■ Data section ■
>>>>

//! Terminal front end for the map session: drives a full catalog or
//! submission cycle with a map engine that only logs what it is asked to draw.

use std::path::Path;

use anyhow::{Context, Result, anyhow, bail};
use base64::{Engine as _, engine::general_purpose::STANDARD};
use serde::Serialize;
use serde_json::{Map, Value, json};
use snorkel_core::{
    BoundingBox, Feature, FeatureHandle, GeometryChoice, GeometryPresets, JsonTransport,
    MapEngine, MapSession, Overlay, OverlayHandle, SessionConfig, Viewport,
};
use tracing::{debug, info, warn};

use crate::config::{CatalogConfig, GeometrySource, SubmitConfig, UpstreamConfig};
use crate::proxy::{InProcessProxy, LOCAL_PROXY_BASE};
use crate::transport::ReqwestTransport;

#[derive(Debug, Default)]
/// Map engine without a screen. Counts what is currently drawn.
pub(crate) struct TracingMap {
    features: usize,
    overlays: usize,
}

impl MapEngine for TracingMap {
    fn show_feature(&mut self, handle: FeatureHandle, feature: &Feature) {
        debug!(handle = handle.0, kind = feature.geometry.kind(), "show feature");
        self.features += 1;
    }

    fn remove_feature(&mut self, handle: FeatureHandle) {
        debug!(handle = handle.0, "remove feature");
        self.features = self.features.saturating_sub(1);
    }

    fn show_overlay(&mut self, handle: OverlayHandle, overlay: &Overlay) {
        debug!(handle = handle.0, bytes = overlay.image.len(), "show overlay");
        self.overlays += 1;
    }

    fn remove_overlay(&mut self, handle: OverlayHandle) {
        debug!(handle = handle.0, "remove overlay");
        self.overlays = self.overlays.saturating_sub(1);
    }

    fn fit_bounds(&mut self, bounds: BoundingBox) {
        info!(
            west = bounds.west,
            south = bounds.south,
            east = bounds.east,
            north = bounds.north,
            "fit map to bounds"
        );
    }

    fn set_view(&mut self, viewport: Viewport) {
        debug!(
            lng = viewport.center.lng(),
            lat = viewport.center.lat(),
            zoom = viewport.zoom,
            "set view"
        );
    }
}

#[derive(Debug, Serialize)]
/// Printed after a successful `submit`.
pub(crate) struct SubmitReport {
    pub layer: String,
    pub version: String,
    pub bounds: BoundingBox,
    /// Features and overlays left on the map after rendering.
    pub features: usize,
    pub overlays: usize,
    #[serde(skip)]
    pub image: String,
}

fn session_config(upstream: &UpstreamConfig) -> SessionConfig {
    SessionConfig {
        default_host: upstream.host.clone(),
        proxy_base: LOCAL_PROXY_BASE.into(),
        geometries_url: None,
        api: upstream.api,
        ..SessionConfig::default()
    }
}

fn block_on<F: Future>(future: F) -> Result<F::Output> {
    let runtime = tokio::runtime::Builder::new_current_thread()
        .enable_all()
        .build()
        .context("Failed to start async runtime")?;
    Ok(runtime.block_on(future))
}

pub(crate) fn run_submit(config: SubmitConfig) -> Result<()> {
    let transport = ReqwestTransport::new(config.upstream.timeout)?;
    let output = config.output.clone();
    let report = block_on(submit(config, transport))??;

    if let Some(path) = output {
        let (mime, bytes) = decode_data_uri(&report.image)?;
        std::fs::write(&path, &bytes)
            .with_context(|| format!("Failed to write mask image to {}", path.display()))?;
        info!(path = %path.display(), mime = %mime, bytes = bytes.len(), "wrote mask image");
    }
    println!("{}", serde_json::to_string_pretty(&report)?);
    Ok(())
}

pub(crate) fn run_catalog(config: CatalogConfig) -> Result<()> {
    let transport = ReqwestTransport::new(config.upstream.timeout)?;
    let session = block_on(load_catalog(&config.upstream, transport))??;
    let panel = session.panel();

    if config.json {
        let layers: Map<String, Value> = panel
            .catalog()
            .layers()
            .iter()
            .map(|layer| (layer.name.clone(), json!({ "versions": layer.versions })))
            .collect();
        println!("{}", serde_json::to_string_pretty(&Value::Object(layers))?);
        return Ok(());
    }

    for layer in panel.catalog().layers() {
        println!("{}: {}", layer.name, layer.versions.join(", "));
    }
    match (panel.layer(), panel.version()) {
        (Some(layer), Some(version)) => println!("default: {layer} {version}"),
        _ => println!("default: none (no layer has versions)"),
    }
    Ok(())
}

async fn load_catalog<T: JsonTransport>(
    upstream: &UpstreamConfig,
    transport: T,
) -> Result<MapSession<TracingMap, InProcessProxy<T>>> {
    let mut session = MapSession::new(
        TracingMap::default(),
        InProcessProxy::new(transport),
        session_config(upstream),
    );
    session
        .refresh_catalog()
        .await
        .with_context(|| format!("Failed to load catalog from {}", upstream.host))?;
    Ok(session)
}

fn load_presets(path: &Path) -> Result<GeometryPresets> {
    let text = std::fs::read_to_string(path)
        .with_context(|| format!("Failed to read geometries file {}", path.display()))?;
    let value: Value = serde_json::from_str(&text)
        .with_context(|| format!("Geometries file {} is not valid JSON", path.display()))?;
    Ok(GeometryPresets::from_value(value)?)
}

/// One submission cycle: catalog (when needed), presets, form, submit.
pub(crate) async fn submit<T: JsonTransport>(
    config: SubmitConfig,
    transport: T,
) -> Result<SubmitReport> {
    let mut session = MapSession::new(
        TracingMap::default(),
        InProcessProxy::new(transport),
        session_config(&config.upstream),
    );

    if config.layer.is_none() || config.version.is_none() {
        if let Err(err) = session.refresh_catalog().await {
            warn!("continuing without a catalog: {err}");
        }
    }

    let presets = match config.geometries.as_deref() {
        Some(path) => load_presets(path)?,
        None => GeometryPresets::default(),
    };
    let panel = session.panel_mut();
    panel.apply_presets(presets);
    if let Some(layer) = config.layer.as_deref() {
        panel.select_layer(layer);
    }
    if let Some(version) = config.version.as_deref() {
        panel.select_version(version);
    }
    match config.geometry {
        GeometrySource::Default => {}
        GeometrySource::Inline(text) => panel.set_custom_geometry(text),
        GeometrySource::File(path) => {
            let text = std::fs::read_to_string(&path)
                .with_context(|| format!("Failed to read geometry file {}", path.display()))?;
            panel.set_custom_geometry(text);
        }
        GeometrySource::Preset(name) => {
            if panel.presets().get(&name).is_none() {
                let known: Vec<&str> = panel.presets().names().collect();
                bail!("Unknown preset {name:?}; available: {}", known.join(", "));
            }
            panel.select_geometry(GeometryChoice::Preset(name));
        }
    }

    if !session.submit_enabled() {
        let panel = session.panel();
        let missing = if panel.layer().is_none() {
            "layer (pass --layer)"
        } else if panel.version().is_none() {
            "version (pass --version)"
        } else {
            "geometry"
        };
        bail!("Cannot submit: no {missing}");
    }

    let request = session.panel().build_request();
    info!(
        host = %request.host,
        layer = %request.layer,
        version = %request.version,
        api = %request.api,
        "submitting mask request"
    );
    let rendered = session.submit().await.context("Mask submission failed")?;

    let view = session.view();
    let image = view
        .store()
        .overlay(rendered.overlay)
        .map(|overlay| overlay.image.clone())
        .ok_or_else(|| anyhow!("Rendered overlay is missing from the store"))?;
    let map = view.engine();
    Ok(SubmitReport {
        layer: request.layer,
        version: request.version,
        bounds: rendered.bounds,
        features: map.features,
        overlays: map.overlays,
        image,
    })
}

/// Split a `data:<mime>;base64,<payload>` URI into its MIME type and bytes.
pub(crate) fn decode_data_uri(uri: &str) -> Result<(String, Vec<u8>)> {
    let rest = uri
        .strip_prefix("data:")
        .ok_or_else(|| anyhow!("Mask image is not a data URI"))?;
    let (meta, payload) = rest
        .split_once(',')
        .ok_or_else(|| anyhow!("Data URI has no payload"))?;
    let Some(mime) = meta.strip_suffix(";base64") else {
        bail!("Only base64 data URIs are supported, got {meta:?}");
    };
    let bytes = STANDARD
        .decode(payload.trim())
        .context("Data URI payload is not valid base64")?;
    Ok((mime.to_string(), bytes))
}
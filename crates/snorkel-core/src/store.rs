//! Feature store: the single source of truth for what is drawn on the map.
//!
//! Holds vector features and raster overlays. Handles are only good for
//! removal; the store never hands out mutable access to its entries.

use serde_json::{Map, Value};

use crate::bounds::{Bounded, BoundingBox};
use crate::geometry::Geometry;

#[derive(Clone, Copy, Debug, PartialEq, Eq, Hash, PartialOrd, Ord)]
pub struct FeatureHandle(pub u64);

#[derive(Clone, Copy, Debug, PartialEq, Eq, Hash, PartialOrd, Ord)]
pub struct OverlayHandle(pub u64);

#[derive(Clone, Debug, PartialEq)]
/// Vector shape shown on the map. Properties are opaque and currently always empty.
pub struct Feature {
    pub geometry: Geometry,
    pub properties: Map<String, Value>,
}

impl Feature {
    pub fn new(geometry: Geometry) -> Self {
        Self {
            geometry,
            properties: Map::new(),
        }
    }

    /// GeoJSON `Feature` object for renderers that ingest GeoJSON directly.
    pub fn to_geojson(&self) -> Value {
        serde_json::json!({
            "type": "Feature",
            "properties": self.properties,
            "geometry": self.geometry,
        })
    }
}

impl Bounded for Feature {
    fn bounds(&self) -> BoundingBox {
        self.geometry.bounds()
    }
}

#[derive(Clone, Debug, PartialEq)]
/// Georeferenced raster. `image` is an encoded image reference, usually a data URI.
pub struct Overlay {
    pub image: String,
    pub bounds: BoundingBox,
}

impl Bounded for Overlay {
    fn bounds(&self) -> BoundingBox {
        self.bounds
    }
}

/// Handles removed by [`FeatureStore::clear_all`].
#[derive(Clone, Debug, Default, PartialEq)]
pub struct Cleared {
    pub features: Vec<FeatureHandle>,
    pub overlays: Vec<OverlayHandle>,
}

impl Cleared {
    pub fn is_empty(&self) -> bool {
        self.features.is_empty() && self.overlays.is_empty()
    }
}

#[derive(Debug, Default)]
pub struct FeatureStore {
    features: Vec<(FeatureHandle, Feature)>,
    overlays: Vec<(OverlayHandle, Overlay)>,
    next_id: u64,
}

impl FeatureStore {
    pub fn new() -> Self {
        Self::default()
    }

    pub fn add_feature(&mut self, geometry: Geometry) -> FeatureHandle {
        let handle = FeatureHandle(self.allocate_id());
        self.features.push((handle, Feature::new(geometry)));
        handle
    }

    pub fn add_overlay(&mut self, image: impl Into<String>, bounds: BoundingBox) -> OverlayHandle {
        let handle = OverlayHandle(self.allocate_id());
        self.overlays.push((
            handle,
            Overlay {
                image: image.into(),
                bounds,
            },
        ));
        handle
    }

    pub fn remove_feature(&mut self, handle: FeatureHandle) -> Option<Feature> {
        let idx = self.features.iter().position(|(h, _)| *h == handle)?;
        Some(self.features.remove(idx).1)
    }

    pub fn remove_overlay(&mut self, handle: OverlayHandle) -> Option<Overlay> {
        let idx = self.overlays.iter().position(|(h, _)| *h == handle)?;
        Some(self.overlays.remove(idx).1)
    }

    /// Drop every feature and overlay. Calling this on an empty store is a no-op.
    pub fn clear_all(&mut self) -> Cleared {
        Cleared {
            features: self.features.drain(..).map(|(handle, _)| handle).collect(),
            overlays: self.overlays.drain(..).map(|(handle, _)| handle).collect(),
        }
    }

    pub fn feature(&self, handle: FeatureHandle) -> Option<&Feature> {
        self.features
            .iter()
            .find(|(h, _)| *h == handle)
            .map(|(_, feature)| feature)
    }

    pub fn overlay(&self, handle: OverlayHandle) -> Option<&Overlay> {
        self.overlays
            .iter()
            .find(|(h, _)| *h == handle)
            .map(|(_, overlay)| overlay)
    }

    pub fn features(&self) -> impl Iterator<Item = (FeatureHandle, &Feature)> {
        self.features.iter().map(|(handle, feature)| (*handle, feature))
    }

    pub fn overlays(&self) -> impl Iterator<Item = (OverlayHandle, &Overlay)> {
        self.overlays.iter().map(|(handle, overlay)| (*handle, overlay))
    }

    pub fn feature_count(&self) -> usize {
        self.features.len()
    }

    pub fn overlay_count(&self) -> usize {
        self.overlays.len()
    }

    pub fn is_empty(&self) -> bool {
        self.features.is_empty() && self.overlays.is_empty()
    }

    /// Union of every feature's geometry bounds and every overlay's declared bounds.
    pub fn bounds_of_all(&self) -> BoundingBox {
        let features = self
            .features
            .iter()
            .fold(BoundingBox::EMPTY, |acc, (_, f)| acc.union(f.bounds()));
        self.overlays
            .iter()
            .fold(features, |acc, (_, o)| acc.union(o.bounds))
    }

    fn allocate_id(&mut self) -> u64 {
        let id = self.next_id;
        self.next_id = self.next_id.saturating_add(1);
        id
    }
}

<<<<

■ Exercise requirements ■
Only the lines from the beginning of the data above through the line containing "fn fit_bounds(&mut self, bounds: BoundingBox)" should be repeated, exactly as they appear.

■ Task answer ■
//! Terminal front end for the map session: drives a full catalog or
//! submission cycle with a map engine that only logs what it is asked to draw.

use std::path::Path;

use anyhow::{Context, Result, anyhow, bail};
use base64::{Engine as _, engine::general_purpose::STANDARD};
use serde::Serialize;
use serde_json::{Map, Value, json};
use snorkel_core::{
    BoundingBox, Feature, FeatureHandle, GeometryChoice, GeometryPresets, JsonTransport,
    MapEngine, MapSession, Overlay, OverlayHandle, SessionConfig, Viewport,
};
use tracing::{debug, info, warn};

use crate::config::{CatalogConfig, GeometrySource, SubmitConfig, UpstreamConfig};
use crate::proxy::{InProcessProxy, LOCAL_PROXY_BASE};
use crate::transport::ReqwestTransport;

#[derive(Debug, Default)]
/// Map engine without a screen. Counts what is currently drawn.
pub(crate) struct TracingMap {
    features: usize,
    overlays: usize,
}

impl MapEngine for TracingMap {
    fn show_feature(&mut self, handle: FeatureHandle, feature: &Feature) {
        debug!(handle = handle.0, kind = feature.geometry.kind(), "show feature");
        self.features += 1;
    }

    fn remove_feature(&mut self, handle: FeatureHandle) {
        debug!(handle = handle.0, "remove feature");
        self.features = self.features.saturating_sub(1);
    }

    fn show_overlay(&mut self, handle: OverlayHandle, overlay: &Overlay) {
        debug!(handle = handle.0, bytes = overlay.image.len(), "show overlay");
        self.overlays += 1;
    }

    fn remove_overlay(&mut self, handle: OverlayHandle) {
        debug!(handle = handle.0, "remove overlay");
        self.overlays = self.overlays.saturating_sub(1);
    }

    fn fit_bounds(&mut self, bounds: BoundingBox) {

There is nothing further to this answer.